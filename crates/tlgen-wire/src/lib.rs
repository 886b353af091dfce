//! Runtime side of the TL wire format.
//!
//! Generated code calls into [`Encoder`] and [`Decoder`]; every generated
//! message type implements [`TlObject`].
//!
//! ```text
//! int      4 bytes LE            long    8 bytes LE        double  8 bytes LE
//! Bool     boolTrue / boolFalse tag (4 bytes)
//! bytes    len < 254: [len:1][data][pad to 4]
//!          otherwise: [0xfe][len:3 LE][data][pad to 4]
//! vector   [count:4][elements...]
//! Vector   [0x1cb5c415][count:4][elements...]
//! ```

mod decode;
mod encode;
mod error;

pub use decode::Decoder;
pub use encode::Encoder;
pub use error::WireError;

///
/// CONSTANTS
///

/// Tag written ahead of a generic (boxed) vector.
pub const VECTOR_TAG: u32 = 0x1cb5_c415;

pub const BOOL_TRUE: u32 = 0x9972_75b5;
pub const BOOL_FALSE: u32 = 0xbc79_9737;

/// Largest payload a length prefix can describe (3 bytes).
pub const MAX_BYTES_LEN: usize = 0x00ff_ffff;

///
/// TlObject
///
/// A self-describing message: its encoding begins with its own constructor tag.
///

pub trait TlObject: Sized {
    fn encode(&self, x: &mut Encoder) -> Result<(), WireError>;

    fn decode(x: &mut Decoder<'_>) -> Result<Self, WireError>;

    fn to_bytes(&self) -> Result<Vec<u8>, WireError> {
        let mut x = Encoder::new();
        self.encode(&mut x)?;

        Ok(x.into_bytes())
    }

    /// Decode one object and require the input to be fully consumed.
    fn from_bytes(bytes: &[u8]) -> Result<Self, WireError> {
        let mut x = Decoder::new(bytes);
        let value = Self::decode(&mut x)?;
        x.finish()?;

        Ok(value)
    }
}
use crate::{BOOL_FALSE, BOOL_TRUE, MAX_BYTES_LEN, TlObject, VECTOR_TAG, WireError};

///
/// Encoder
///
/// Append-only output buffer. Scalar writes cannot fail; anything carrying a
/// length prefix checks the length against the format limits.
///

#[derive(Clone, Debug, Default)]
pub struct Encoder {
    buf: Vec<u8>,
}

impl Encoder {
    #[must_use]
    pub const fn new() -> Self {
        Self { buf: Vec::new() }
    }

    #[must_use]
    pub fn as_bytes(&self) -> &[u8] {
        &self.buf
    }

    #[must_use]
    pub fn into_bytes(self) -> Vec<u8> {
        self.buf
    }

    //
    // scalars
    //

    pub fn int(&mut self, v: i32) {
        self.buf.extend_from_slice(&v.to_le_bytes());
    }

    pub fn uint(&mut self, v: u32) {
        self.buf.extend_from_slice(&v.to_le_bytes());
    }

    pub fn long(&mut self, v: i64) {
        self.buf.extend_from_slice(&v.to_le_bytes());
    }

    pub fn double(&mut self, v: f64) {
        self.buf.extend_from_slice(&v.to_le_bytes());
    }

    pub fn bool(&mut self, v: bool) {
        self.uint(if v { BOOL_TRUE } else { BOOL_FALSE });
    }

    //
    // length-prefixed
    //

    pub fn bytes(&mut self, data: &[u8]) -> Result<(), WireError> {
        let len = data.len();
        if len > MAX_BYTES_LEN {
            return Err(WireError::TooLong {
                len,
                max: MAX_BYTES_LEN,
            });
        }

        let header = if len < 254 {
            self.buf.push(len as u8);
            1
        } else {
            self.buf.push(0xfe);
            self.buf.extend_from_slice(&(len as u32).to_le_bytes()[..3]);
            4
        };
        self.buf.extend_from_slice(data);

        let padding = (4 - (header + len) % 4) % 4;
        self.buf.resize(self.buf.len() + padding, 0);

        Ok(())
    }

    pub fn string(&mut self, s: &str) -> Result<(), WireError> {
        self.bytes(s.as_bytes())
    }

    /// Element count ahead of a vector body.
    pub fn count(&mut self, len: usize) -> Result<(), WireError> {
        let count = i32::try_from(len).map_err(|_| WireError::TooLong {
            len,
            max: i32::MAX as usize,
        })?;
        self.int(count);

        Ok(())
    }

    pub fn vector_tag(&mut self) {
        self.uint(VECTOR_TAG);
    }

    //
    // vectors of primitives
    //

    pub fn vector_int(&mut self, items: &[i32]) -> Result<(), WireError> {
        self.count(items.len())?;
        for v in items {
            self.int(*v);
        }

        Ok(())
    }

    pub fn vector_long(&mut self, items: &[i64]) -> Result<(), WireError> {
        self.count(items.len())?;
        for v in items {
            self.long(*v);
        }

        Ok(())
    }

    pub fn vector_double(&mut self, items: &[f64]) -> Result<(), WireError> {
        self.count(items.len())?;
        for v in items {
            self.double(*v);
        }

        Ok(())
    }

    pub fn vector_bool(&mut self, items: &[bool]) -> Result<(), WireError> {
        self.count(items.len())?;
        for v in items {
            self.bool(*v);
        }

        Ok(())
    }

    pub fn vector_bytes(&mut self, items: &[Vec<u8>]) -> Result<(), WireError> {
        self.count(items.len())?;
        for v in items {
            self.bytes(v)?;
        }

        Ok(())
    }

    pub fn vector_string(&mut self, items: &[String]) -> Result<(), WireError> {
        self.count(items.len())?;
        for v in items {
            self.string(v)?;
        }

        Ok(())
    }

    //
    // nested objects
    //

    pub fn object<T: TlObject>(&mut self, value: &T) -> Result<(), WireError> {
        value.encode(self)
    }

    /// Count followed by each element's own self-describing encoding.
    pub fn objects<T: TlObject>(&mut self, items: &[T]) -> Result<(), WireError> {
        self.count(items.len())?;
        for item in items {
            item.encode(self)?;
        }

        Ok(())
    }
}

///
/// TESTS
///

#[cfg(test)]
mod tests {
    use super::*;

    #[test]
    fn short_bytes_are_padded_to_four() {
        let mut x = Encoder::new();
        x.bytes(b"abc").unwrap();
        assert_eq!(x.as_bytes(), &[3, b'a', b'b', b'c']);

        let mut x = Encoder::new();
        x.bytes(b"abcd").unwrap();
        assert_eq!(x.as_bytes(), &[4, b'a', b'b', b'c', b'd', 0, 0, 0]);
    }

    #[test]
    fn long_bytes_use_three_byte_length() {
        let data = vec![7u8; 300];
        let mut x = Encoder::new();
        x.bytes(&data).unwrap();

        let out = x.into_bytes();
        assert_eq!(&out[..4], &[0xfe, 0x2c, 0x01, 0x00]);
        assert_eq!(out.len(), 304);
    }

    #[test]
    fn bool_writes_boxed_tags() {
        let mut x = Encoder::new();
        x.bool(true);
        x.bool(false);

        let mut expected = BOOL_TRUE.to_le_bytes().to_vec();
        expected.extend_from_slice(&BOOL_FALSE.to_le_bytes());
        assert_eq!(x.as_bytes(), expected.as_slice());
    }

    #[test]
    fn vector_of_ints_has_count_and_no_tag() {
        let mut x = Encoder::new();
        x.vector_int(&[1, -1]).unwrap();

        assert_eq!(
            x.as_bytes(),
            &[2, 0, 0, 0, 1, 0, 0, 0, 0xff, 0xff, 0xff, 0xff]
        );
    }

    #[test]
    fn oversized_bytes_are_rejected() {
        let data = vec![0u8; MAX_BYTES_LEN + 1];
        let err = Encoder::new().bytes(&data).unwrap_err();

        assert_eq!(
            err,
            WireError::TooLong {
                len: MAX_BYTES_LEN + 1,
                max: MAX_BYTES_LEN
            }
        );
    }
}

| Task requirements |
Word for word, reproduce the lines of the listing from the first one through the line containing "pub fn as_bytes(&self)", and no more.

| Completed task |
filename crates/tlgen-wire/src/lib.rs
repository 886b353af091dfce
//! Runtime side of the TL wire format.
//!
//! Generated code calls into [`Encoder`] and [`Decoder`]; every generated
//! message type implements [`TlObject`].
//!
//! ```text
//! int      4 bytes LE            long    8 bytes LE        double  8 bytes LE
//! Bool     boolTrue / boolFalse tag (4 bytes)
//! bytes    len < 254: [len:1][data][pad to 4]
//!          otherwise: [0xfe][len:3 LE][data][pad to 4]
//! vector   [count:4][elements...]
//! Vector   [0x1cb5c415][count:4][elements...]
//! ```

mod decode;
mod encode;
mod error;

pub use decode::Decoder;
pub use encode::Encoder;
pub use error::WireError;

///
/// CONSTANTS
///

/// Tag written ahead of a generic (boxed) vector.
pub const VECTOR_TAG: u32 = 0x1cb5_c415;

pub const BOOL_TRUE: u32 = 0x9972_75b5;
pub const BOOL_FALSE: u32 = 0xbc79_9737;

/// Largest payload a length prefix can describe (3 bytes).
pub const MAX_BYTES_LEN: usize = 0x00ff_ffff;

///
/// TlObject
///
/// A self-describing message: its encoding begins with its own constructor tag.
///

pub trait TlObject: Sized {
    fn encode(&self, x: &mut Encoder) -> Result<(), WireError>;

    fn decode(x: &mut Decoder<'_>) -> Result<Self, WireError>;

    fn to_bytes(&self) -> Result<Vec<u8>, WireError> {
        let mut x = Encoder::new();
        self.encode(&mut x)?;

        Ok(x.into_bytes())
    }

    /// Decode one object and require the input to be fully consumed.
    fn from_bytes(bytes: &[u8]) -> Result<Self, WireError> {
        let mut x = Decoder::new(bytes);
        let value = Self::decode(&mut x)?;
        x.finish()?;

        Ok(value)
    }
}
use crate::{BOOL_FALSE, BOOL_TRUE, MAX_BYTES_LEN, TlObject, VECTOR_TAG, WireError};

///
/// Encoder
///
/// Append-only output buffer. Scalar writes cannot fail; anything carrying a
/// length prefix checks the length against the format limits.
///

#[derive(Clone, Debug, Default)]
pub struct Encoder {
    buf: Vec<u8>,
}

impl Encoder {
    #[must_use]
    pub const fn new() -> Self {
        Self { buf: Vec::new() }
    }

    #[must_use]
    pub fn as_bytes(&self) -> &[u8] {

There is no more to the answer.